Keywords

1 Introduction

Texture is the most fundamental information on which the majority of all living organisms base their visual cognition and is a key component of computer vision system [11]. Basically, all the digital images can be regarded as texture. Texture analysis has been applied to many visual problems such as material categorization, surface inspection, medical image analysis, object recognition, image segmentation, pedestrian detection, face analysis and so on.

Over the years, lots of texture descriptors have been proposed [12, 20, 22, 28]. Among these descriptors, local patterns have achieved good performance in most texture applications [3, 15, 18]. In particular, LBP is an efficient descriptor for describing local structures [18]. LBP descriptors have already demonstrated powerful discriminative capability, low computational complexity, and low sensitivity to illumination variation. For further improving the discrimination of LBP, a large number of LBP variants have been proposed [14]. Most of these changes make efforts on the following three directions.

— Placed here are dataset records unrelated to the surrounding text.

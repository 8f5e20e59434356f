use crate::dependency_report::domain::{LicenseDescriptor, PackageManifest};
use crate::shared::error::ReportError;
use crate::shared::Result;

/// Label used when only an explicit license URL is known
pub const LICENSE_LINK_LABEL: &str = "License Link";

/// Label used when only the project page is known
pub const PROJECT_LINK_LABEL: &str = "Project Link";

const SPDX_LICENSE_URL_BASE: &str = "https://spdx.org/licenses";

/// How an SPDX expression that cannot be resolved is handled.
#[derive(Debug, Clone, Copy, PartialEq, Eq, Default)]
pub enum LicensePolicy {
    /// Fall through to the license URL, then the project URL
    #[default]
    Lenient,
    /// Fail enrichment with a license parse error
    Strict,
}

/// Resolves a manifest's license into a display name and link.
///
/// Evaluation order:
/// 1. SPDX expression declared by the manifest, resolved against the SPDX license list
/// 2. Explicit license URL, labelled "License Link"
/// 3. Project URL, labelled "Project Link" (possibly empty)
///
/// Only a single plain SPDX identifier is resolved in step 1. Compound
/// expressions (`OR`, `AND`, `WITH`) and `+` suffixes are not resolved.
pub struct LicenseResolver;

impl LicenseResolver {
    /// Total resolution: anything step 1 cannot resolve falls through.
    pub fn resolve(manifest: &PackageManifest) -> LicenseDescriptor {
        Self::resolve_expression(manifest)
            .and_then(|resolved| resolved.ok())
            .or_else(|| Self::from_license_url(manifest))
            .unwrap_or_else(|| Self::from_project_url(manifest))
    }

    /// Like [`resolve`](Self::resolve), but a declared SPDX expression that
    /// cannot be resolved is an error instead of a fallthrough.
    pub fn resolve_strict(manifest: &PackageManifest, reference: &str) -> Result<LicenseDescriptor> {
        match Self::resolve_expression(manifest) {
            Some(Ok(license)) => Ok(license),
            Some(Err(details)) => Err(ReportError::LicenseParse {
                reference: reference.to_string(),
                expression: manifest
                    .license
                    .as_ref()
                    .map(|l| l.value.clone())
                    .unwrap_or_default(),
                details,
            }
            .into()),
            None => Ok(Self::from_license_url(manifest)
                .unwrap_or_else(|| Self::from_project_url(manifest))),
        }
    }

    /// Dispatches on the policy.
    pub fn resolve_with_policy(
        manifest: &PackageManifest,
        reference: &str,
        policy: LicensePolicy,
    ) -> Result<LicenseDescriptor> {
        match policy {
            LicensePolicy::Lenient => Ok(Self::resolve(manifest)),
            LicensePolicy::Strict => Self::resolve_strict(manifest, reference),
        }
    }

    /// `None` when the manifest declares no expression, otherwise the
    /// resolution outcome with a failure reason.
    fn resolve_expression(
        manifest: &PackageManifest,
    ) -> Option<std::result::Result<LicenseDescriptor, String>> {
        let declared = manifest.license.as_ref().filter(|l| l.is_expression())?;
        Some(Self::lookup_spdx(declared.value.trim()))
    }

    fn lookup_spdx(expression: &str) -> std::result::Result<LicenseDescriptor, String> {
        if expression.is_empty() {
            return Err("empty license expression".to_string());
        }

        let parsed = spdx::Expression::parse(expression).map_err(|e| e.to_string())?;

        if expression.contains(char::is_whitespace) || parsed.requirements().count() != 1 {
            return Err("compound license expressions are not supported".to_string());
        }

        let requirement = parsed
            .requirements()
            .next()
            .ok_or_else(|| "expression contains no license".to_string())?;

        match &requirement.req.license {
            spdx::LicenseItem::Spdx { id, or_later: false } => Ok(LicenseDescriptor::new(
                id.full_name,
                format!("{}/{}.html", SPDX_LICENSE_URL_BASE, id.name),
            )),
            spdx::LicenseItem::Spdx { or_later: true, .. } => {
                Err("'or later' license identifiers are not supported".to_string())
            }
            _ => {
                Err("license reference is not on the SPDX license list".to_string())
            }
        }
    }

    fn from_license_url(manifest: &PackageManifest) -> Option<LicenseDescriptor> {
        let url = manifest.license_url.trim();
        (!url.is_empty()).then(|| LicenseDescriptor::new(LICENSE_LINK_LABEL, url))
    }

    fn from_project_url(manifest: &PackageManifest) -> LicenseDescriptor {
        LicenseDescriptor::new(PROJECT_LINK_LABEL, manifest.project_url.trim())
    }
}

#[cfg(test)]
mod tests {
    use super::*;
    use crate::dependency_report::domain::DeclaredLicense;

    fn manifest(
        license: Option<DeclaredLicense>,
        license_url: &str,
        project_url: &str,
    ) -> PackageManifest {
        PackageManifest {
            license,
            license_url: license_url.to_string(),
            project_url: project_url.to_string(),
            ..PackageManifest::default()
        }
    }

    #[test]
    fn test_spdx_expression_takes_precedence() {
        let m = manifest(
            Some(DeclaredLicense::new("expression", "MIT")),
            "https://licenses.nuget.org/MIT",
            "https://example.com",
        );
        let license = LicenseResolver::resolve(&m);
        assert_eq!(license.display_name(), "MIT License");
        assert_eq!(license.link(), "https://spdx.org/licenses/MIT.html");
    }

    #[test]
    fn test_spdx_expression_full_name_lookup() {
        let m = manifest(Some(DeclaredLicense::new("expression", "Apache-2.0")), "", "");
        let license = LicenseResolver::resolve(&m);
        assert_eq!(license.display_name(), "Apache License 2.0");
        assert_eq!(license.link(), "https://spdx.org/licenses/Apache-2.0.html");
    }

    #[test]
    fn test_license_url_when_no_expression() {
        let m = manifest(None, "https://example.com/LICENSE", "https://example.com");
        let license = LicenseResolver::resolve(&m);
        assert_eq!(license.display_name(), "License Link");
        assert_eq!(license.link(), "https://example.com/LICENSE");
    }

    #[test]
    fn test_file_license_is_not_an_expression() {
        let m = manifest(
            Some(DeclaredLicense::new("file", "LICENSE.txt")),
            "https://aka.ms/deprecateLicenseUrl",
            "",
        );
        let license = LicenseResolver::resolve(&m);
        assert_eq!(license.display_name(), "License Link");
        assert_eq!(license.link(), "https://aka.ms/deprecateLicenseUrl");
    }

    #[test]
    fn test_project_url_fallback() {
        let m = manifest(None, "", "https://example.com");
        let license = LicenseResolver::resolve(&m);
        assert_eq!(license.display_name(), "Project Link");
        assert_eq!(license.link(), "https://example.com");
    }

    #[test]
    fn test_project_url_fallback_may_be_empty() {
        let license = LicenseResolver::resolve(&PackageManifest::default());
        assert_eq!(license.display_name(), "Project Link");
        assert_eq!(license.link(), "");
    }

    #[test]
    fn test_whitespace_license_url_is_ignored() {
        let m = manifest(None, "   ", "https://example.com");
        assert_eq!(LicenseResolver::resolve(&m).display_name(), "Project Link");
    }

    #[test]
    fn test_compound_expression_falls_through_when_lenient() {
        let m = manifest(
            Some(DeclaredLicense::new("expression", "MIT OR Apache-2.0")),
            "https://licenses.nuget.org/MIT%20OR%20Apache-2.0",
            "",
        );
        let license = LicenseResolver::resolve(&m);
        assert_eq!(license.display_name(), "License Link");
    }

    #[test]
    fn test_unknown_identifier_falls_through_when_lenient() {
        let m = manifest(
            Some(DeclaredLicense::new("expression", "Not-A-Real-License")),
            "",
            "https://example.com",
        );
        assert_eq!(LicenseResolver::resolve(&m).display_name(), "Project Link");
    }

    #[test]
    fn test_or_later_falls_through_when_lenient() {
        let m = manifest(Some(DeclaredLicense::new("expression", "GPL-2.0+")), "", "");
        assert_eq!(LicenseResolver::resolve(&m).display_name(), "Project Link");
    }

    #[test]
    fn test_strict_rejects_compound_expression() {
        let m = manifest(Some(DeclaredLicense::new("expression", "MIT OR Apache-2.0")), "", "");
        let err = LicenseResolver::resolve_strict(&m, "Foo@1.0.0").unwrap_err();
        let report_err = err.downcast_ref::<ReportError>().unwrap();
        assert_eq!(report_err.class(), "LicenseParseError");
        assert!(err.to_string().contains("Foo@1.0.0"));
    }

    #[test]
    fn test_strict_rejects_unparseable_expression() {
        let m = manifest(Some(DeclaredLicense::new("expression", "Not-A-Real-License")), "", "");
        assert!(LicenseResolver::resolve_strict(&m, "Foo@1.0.0").is_err());
    }

    #[test]
    fn test_strict_without_expression_uses_fallbacks() {
        let m = manifest(None, "https://example.com/LICENSE", "");
        let license = LicenseResolver::resolve_strict(&m, "Foo@1.0.0").unwrap();
        assert_eq!(license.display_name(), "License Link");
    }

    #[test]
    fn test_resolve_with_policy() {
        let m = manifest(Some(DeclaredLicense::new("expression", "MIT AND")), "", "");
        assert!(LicenseResolver::resolve_with_policy(&m, "x@1", LicensePolicy::Lenient).is_ok());
        assert!(LicenseResolver::resolve_with_policy(&m, "x@1", LicensePolicy::Strict).is_err());
    }
}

First is to utilize different forms of information from the original textures. Guo et al. proposed Complete LBP which utilized the sign and magnitude information of local neighborhood in the descriptor [9]. Some other methods concentrate on the local derivative information respected to a local region, such as LDP [30], CLDP [29], LDDP [8], POEM [27] and so on. Second is rotation invariance, which is an important topic in texture classification. Many methods have been proposed to achieve rotation invariance, such as SRP [13, 24], SIFT [15] and so on. Third is feature selection. The exponential increasing in the number of features with the patch size is a limitation for the traditional LBP. The uniform LBP descriptor proposed by Ojala et al. [18] is the first attempt to solve this problem.

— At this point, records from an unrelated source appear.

use crate::application::read_models::{EcosystemDetailView, ReportReadModel, UsageRowView};
use crate::ports::outbound::ReportFormatter;
use crate::shared::Result;

const TABLE_HEADER: &str = "<tr><th>Project</th><th>Ecosystem</th><th>Library</th><th>Version</th><th>License</th><th>Raw</th></tr>";

/// HtmlFormatter adapter rendering the report as a single HTML document
///
/// Escaping is minimal: text content escapes `&` and `<` only
/// (raw manifests stay readable inside `<pre>`), attribute values also
/// escape `"`.
pub struct HtmlFormatter;

impl HtmlFormatter {
    pub fn new() -> Self {
        Self
    }

    /// Escapes `&` and `<`, in that order
    pub fn escape_text(text: &str) -> String {
        text.replace('&', "&amp;").replace('<', "&lt;")
    }

    fn escape_attribute(text: &str) -> String {
        Self::escape_text(text).replace('"', "&quot;")
    }

    fn link(href: &str, text: &str) -> String {
        format!(
            "<a href=\"{}\">{}</a>",
            Self::escape_attribute(href),
            Self::escape_text(text)
        )
    }
}

impl Default for HtmlFormatter {
    fn default() -> Self {
        Self::new()
    }
}

/// Helper methods for rendering sections
impl HtmlFormatter {
    fn render_header(&self, output: &mut String, title: &str) {
        let title = Self::escape_text(title);
        output.push_str(&format!("<html><head><title>{}</title></head>\n", title));
        output.push_str("<body>\n");
        output.push_str(&format!("<h2>{}</h2>\n", title));
    }

    fn render_table(&self, output: &mut String, rows: &[UsageRowView]) {
        output.push_str("<table>\n");
        output.push_str(TABLE_HEADER);
        output.push('\n');
        for row in rows {
            output.push_str(&self.render_row(row));
            output.push('\n');
        }
        output.push_str("</table>\n");
    }

    fn render_row(&self, row: &UsageRowView) -> String {
        format!(
            "<tr><td>{}</td><td>{}</td><td>{}</td><td>{}</td><td>{}</td><td>{}</td></tr>",
            Self::escape_text(&row.display_project),
            Self::escape_text(&row.ecosystem),
            Self::link(&row.project_url, &row.name),
            Self::escape_text(&row.version),
            Self::link(&row.license.link, &row.license.name),
            Self::link(&format!("#{}", row.detail_ref), "Detail"),
        )
    }

    fn render_details(&self, output: &mut String, section: &EcosystemDetailView) {
        output.push_str(&format!(
            "<h2>Package Details from {}</h2>\n",
            Self::escape_text(&section.ecosystem)
        ));
        for entry in &section.entries {
            output.push_str(&format!(
                "<h3><a id=\"{}\"></a>{}</h3><pre>{}</pre>\n",
                Self::escape_attribute(&entry.reference),
                Self::escape_text(&entry.reference),
                Self::escape_text(&entry.raw_payload)
            ));
        }
    }

    fn render_footer(&self, output: &mut String, generated_at: &str) {
        output.push_str(&format!(
            "<footer><p align=\"center\">Report generated {}</p></footer></body></html>\n",
            Self::escape_text(generated_at)
        ));
    }
}

impl ReportFormatter for HtmlFormatter {
    fn format(&self, model: &ReportReadModel) -> Result<String> {
        let mut output = String::new();

        self.render_header(&mut output, &model.metadata.title);
        self.render_table(&mut output, &model.rows);
        for section in &model.details {
            self.render_details(&mut output, section);
        }
        self.render_footer(&mut output, &model.metadata.generated_at);

        Ok(output)
    }
}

The main contributions of the paper are threefold. Firstly, we propose the Affine-Gradient based method to describe texture information. Affine-Gradient (AG) has some properties that Euclidean-Gradient (EG) does not have, which will be elaborated detailedly in the following. Secondly, an improved method for determining the local reference direction is proposed to reach rotation invariance, which is fast to compute and effective for the rotation transformations. Finally, we propose a simple but effective feature selection method considering both the distribution of patterns and the intraclass variance on the training datasets. Experiments show that the proposed feature selection method not only increases the discriminative power but also reduce the dimension of descriptor effectively.

2 Affine-Gradient Based Local Pattern Descriptor

In this section we elaborate our approach in detail. First, we give a brief review of LBP. Second, we discuss how to make full use of multi-information, especially Affine-Gradient (AG), for texture classification. The properties of AG are discussed in detail. Then we discuss the method we proposed to achieve the rotation invariance. Finally, the criterion for feature selection are discussed.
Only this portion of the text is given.